Fine, Meibom and several other scientists and diplomats are calling on UNESCO to declare the Red Sea reef as a Marine World Heritage Site to guarantee its protection from local threats. However, lack of funding, travel restrictions as a result of COVID-19 and the region’s tense politics are slowing down progress. Protecting the coral reefs from threats will require at least four Middle Eastern governments — some which do not recognize each other’s existence — to work together. “No one country can protect it alone,” said Olivier Küttel from the Swiss Federal Institute of Technology in Lausanne. “Egypt can do well, but if Saudi Arabia, Israel or Jordan do poorly, they can very rapidly destroy the whole ecosystem,” he said.
The strained relations between the countries and COVID-19 have also delayed an ambitious research expedition. Fine, Meibom and their team plan on sailing from the north to the south of the Red Sea to investigate further reasons behind the coral’s resilience and a glimpse into warmer waters. “When you move south in the Red Sea, you’re essentially sailing into the future in terms of coral resilience to climate change,” Meibom said, “Everything gets warmer and warmer.”
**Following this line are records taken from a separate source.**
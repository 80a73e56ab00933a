// Copyright (c) 2025 Soumyadip Sarkar.
// All rights reserved.
//
// This source code is licensed under the license found in the
// LICENSE file in the root directory of this source tree.

use anyhow::{Context, Result};
use directories::ProjectDirs;
use once_cell::sync::Lazy;
use serde::{Deserialize, Serialize};
use std::fs;
use std::path::{Path, PathBuf};
use std::time::Duration;

static APP: Lazy<(&str, &str, &str)> =
    Lazy::new(|| ("com.alphavelocity", "Pocketledger", "pocketledger"));

pub const ENV_BASE_URL: &str = "POCKETLEDGER_BASE_URL";
pub const ENV_TIMEOUT: &str = "POCKETLEDGER_TIMEOUT_SECS";
pub const ENV_TOKEN: &str = "POCKETLEDGER_TOKEN";
pub const ENV_USERNAME: &str = "POCKETLEDGER_USERNAME";

#[derive(Debug, Clone, PartialEq, Serialize, Deserialize)]
pub struct ClientConfig {
    #[serde(default = "ClientConfig::default_base_url")]
    pub base_url: String,
    #[serde(default = "ClientConfig::default_timeout_secs")]
    pub timeout_secs: u64,
    #[serde(default)]
    pub chart_months: Option<u32>,
}

impl Default for ClientConfig {
    fn default() -> Self {
        Self {
            base_url: Self::default_base_url(),
            timeout_secs: Self::default_timeout_secs(),
            chart_months: None,
        }
    }
}

impl ClientConfig {
    pub fn default_base_url() -> String {
        "http://localhost:8081".into()
    }

    pub fn default_timeout_secs() -> u64 {
        15
    }

    pub fn timeout(&self) -> Duration {
        Duration::from_secs(self.timeout_secs)
    }

    /// Months of history charted when `--months` is not given.
    pub fn chart_months(&self) -> u32 {
        self.chart_months.unwrap_or(10)
    }

    /// Reads `path` if it exists, falling back to defaults otherwise.
    pub fn from_file(path: &Path) -> Result<Self> {
        if !path.exists() {
            return Ok(Self::default());
        }
        let raw = fs::read_to_string(path)
            .with_context(|| format!("Read config at {}", path.display()))?;
        serde_json::from_str(&raw).with_context(|| format!("Parse config at {}", path.display()))
    }

    /// Applies overrides from `lookup` (normally the process environment).
    pub fn apply_env<F>(&mut self, lookup: F) -> Result<()>
    where
        F: Fn(&str) -> Option<String>,
    {
        if let Some(url) = lookup(ENV_BASE_URL).filter(|s| !s.trim().is_empty()) {
            self.base_url = url.trim().to_string();
        }
        if let Some(raw) = lookup(ENV_TIMEOUT) {
            self.timeout_secs = raw
                .trim()
                .parse()
                .with_context(|| format!("Invalid {} '{}'", ENV_TIMEOUT, raw))?;
        }
        Ok(())
    }

    pub fn load() -> Result<Self> {
        let mut cfg = Self::from_file(&config_path()?)?;
        cfg.apply_env(|k| std::env::var(k).ok())?;
        Ok(cfg)
    }
}

pub fn config_path() -> Result<PathBuf> {
    let proj = ProjectDirs::from(APP.0, APP.1, APP.2)
        .context("Could not determine platform-specific config dir")?;
    Ok(proj.config_dir().join("config.json"))
}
The expedition would require research permits from countries that border the Red Sea, including Djibouti, Egypt, Eritrea, Israel, Jordan, Saudi Arabia, Sudan and Yemen. The countries share a common interest in corals, and if the reef is harmed, so are the ecosystems and economies that depend on it. Fine and Meibom are optimistic that people across the region can put politics aside and band together to protect the Red Sea reefs. “Reefs recognize no political borders,” said Fine. “What happens in one reef will affect the rest of the reef on the other side of the border.”
“This is probably our last chance [globally] at saving a major reef ecosystem that could be well-functioning 50, 60, 100 years from now,” Meibom said. “It’s a treasure. And it has enormous impacts on the region. So everybody has a common interest in preserving it — not only in the Red Sea, but for humanity.”